Data to process –
//! Bubble chart: a pure layout pass plus a canvas widget that draws it.
//!
//! Layout works in "physical" units where one unit is the same length on
//! both axes. A terminal cell is about twice as tall as it is wide, so the
//! canvas height in units is twice its row count; circles then stay round.

use crate::app::App;
use crate::dashboard::BubblePoint;
use crate::util::truncate_to_width;
use ratatui::{
    layout::Rect,
    style::{Color, Style},
    symbols::Marker,
    text::{Line, Span},
    widgets::{
        canvas::{Canvas, Circle},
        Block, Borders,
    },
    Frame,
};

/// Fraction of a grid cell a maximum-size bubble may fill.
const FILL: f64 = 0.9;
/// Smallest drawn radius so single-member genres stay visible.
const MIN_RADIUS: f64 = 0.75;

/// Where one bubble lands on the canvas.
#[derive(Debug, Clone, Copy, PartialEq)]
pub struct BubbleSlot {
    pub x: f64,
    pub y: f64,
    pub radius: f64,
    /// Width of the grid cell, for fitting the label.
    pub cell_width: f64,
}

/// Place `points` on a `width` x `height` canvas.
///
/// Bubbles fill a grid in reading order (left to right, top to bottom), one
/// per cell. Bubble area is proportional to `size`: the largest point gets
/// the full cell radius and the others scale by `sqrt(size / max)`.
pub fn layout_bubbles(points: &[BubblePoint], width: f64, height: f64) -> Vec<BubbleSlot> {
    let n = points.len();
    if n == 0 || width <= 0.0 || height <= 0.0 {
        return Vec::new();
    }

    let cols = ((n as f64 * width / height).sqrt().ceil() as usize).clamp(1, n);
    let rows = n.div_ceil(cols);
    let cell_w = width / cols as f64;
    let cell_h = height / rows as f64;
    let max_radius = (cell_w.min(cell_h) / 2.0 * FILL).max(MIN_RADIUS);
    let max_size = points.iter().map(|p| p.size).max().unwrap_or(0).max(1) as f64;

    points
        .iter()
        .enumerate()
        .map(|(i, point)| {
            let col = i % cols;
            let row = i / cols;
            let scale = (point.size as f64 / max_size).sqrt();
            BubbleSlot {
                x: (col as f64 + 0.5) * cell_w,
                y: height - (row as f64 + 0.5) * cell_h,
                radius: (max_radius * scale).max(MIN_RADIUS),
                cell_width: cell_w,
            }
        })
        .collect()
}

fn fg(style: Style) -> Color {
    style.fg.unwrap_or(Color::Reset)
}

/// Render the chart for the current payload.
pub fn render(f: &mut Frame, app: &App, area: Rect) {
    if area.width < 3 || area.height < 3 {
        return;
    }

    let mut block = Block::default()
        .borders(Borders::ALL)
        .border_style(app.style("panel_border_focused"))
        .title(Span::styled(
            format!(" {} ", app.payload.title),
            app.style("chart_title"),
        ));
    if app.payload.show_back {
        block = block.title_bottom(Line::from(" Esc: back to all genres ").right_aligned());
    }

    let inner = block.inner(area);
    let width = f64::from(inner.width);
    let height = f64::from(inner.height) * 2.0;
    let slots = layout_bubbles(&app.payload.points, width, height);

    let normal = fg(app.style("bubble_normal"));
    let selected = fg(app.style("bubble_selected"));
    let label_style = app.style("bubble_label");
    let selected_label_style = app.style("bubble_selected");

    let canvas = Canvas::default()
        .block(block)
        .marker(Marker::Braille)
        .x_bounds([0.0, width])
        .y_bounds([0.0, height])
        .paint(|ctx| {
            for (i, slot) in slots.iter().enumerate() {
                let is_selected = i == app.selected;
                let color = if is_selected { selected } else { normal };
                ctx.draw(&Circle {
                    x: slot.x,
                    y: slot.y,
                    radius: slot.radius,
                    color,
                });
                if is_selected && slot.radius > 1.5 {
                    ctx.draw(&Circle {
                        x: slot.x,
                        y: slot.y,
                        radius: slot.radius - 1.0,
                        color,
                    });
                }
            }

            // Labels go on a layer above the circles.
            ctx.layer();
            for (i, (slot, point)) in slots.iter().zip(&app.payload.points).enumerate() {
                let max_chars = slot.cell_width.floor().max(1.0) as usize;
                let text = format!("{} ({})", point.label, point.size);
                let text = truncate_to_width(&text, max_chars).into_owned();
                let half = (text.chars().count() as f64 / 2.0).floor();
                let style = if i == app.selected {
                    selected_label_style
                } else {
                    label_style
                };
                ctx.print(
                    (slot.x - half).max(0.0),
                    slot.y,
                    Line::from(Span::styled(text, style)),
                );
            }
        });

    f.render_widget(canvas, area);
}

#[cfg(test)]
mod tests {
    use super::*;
    use proptest::prelude::*;

    fn points(sizes: &[usize]) -> Vec<BubblePoint> {
        sizes
            .iter()
            .enumerate()
            .map(|(i, &size)| BubblePoint {
                label: format!("g{i}"),
                size,
            })
            .collect()
    }

    #[test]
    fn test_empty_layout() {
        assert!(layout_bubbles(&[], 100.0, 50.0).is_empty());
        assert!(layout_bubbles(&points(&[1]), 0.0, 50.0).is_empty());
    }

    #[test]
    fn test_single_bubble_is_centered() {
        let slots = layout_bubbles(&points(&[5]), 100.0, 60.0);
        assert_eq!(slots.len(), 1);
        assert_eq!(slots[0].x, 50.0);
        assert_eq!(slots[0].y, 30.0);
        assert!((slots[0].radius - 27.0).abs() < 1e-9);
    }

    #[test]
    fn test_area_proportional_to_size() {
        let slots = layout_bubbles(&points(&[100, 25]), 200.0, 100.0);
        let ratio = slots[1].radius / slots[0].radius;
        assert!((ratio - 0.5).abs() < 1e-9);
    }

    #[test]
    fn test_reading_order() {
        let slots = layout_bubbles(&points(&[1, 1, 1, 1]), 100.0, 100.0);
        // 2x2 grid
        assert!(slots[0].x < slots[1].x);
        assert_eq!(slots[0].y, slots[1].y);
        assert!(slots[2].y < slots[0].y);
        assert_eq!(slots[2].x, slots[0].x);
    }

    proptest! {
        #[test]
        fn bubbles_stay_inside_canvas(
            sizes in prop::collection::vec(1usize..500, 1..60),
            width in 20.0f64..300.0,
            height in 20.0f64..200.0,
        ) {
            let slots = layout_bubbles(&points(&sizes), width, height);
            prop_assert_eq!(slots.len(), sizes.len());
            for slot in slots {
                prop_assert!(slot.x > 0.0 && slot.x < width);
                prop_assert!(slot.y > 0.0 && slot.y < height);
                prop_assert!(slot.radius >= MIN_RADIUS);
            }
        }
    }
}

Requirement – Please copy each line of the entries in which the word "half" shows up.

Output for this exercise –
                let half = (text.chars().count() as f64 / 2.0).floor();
                    (slot.x - half).max(0.0),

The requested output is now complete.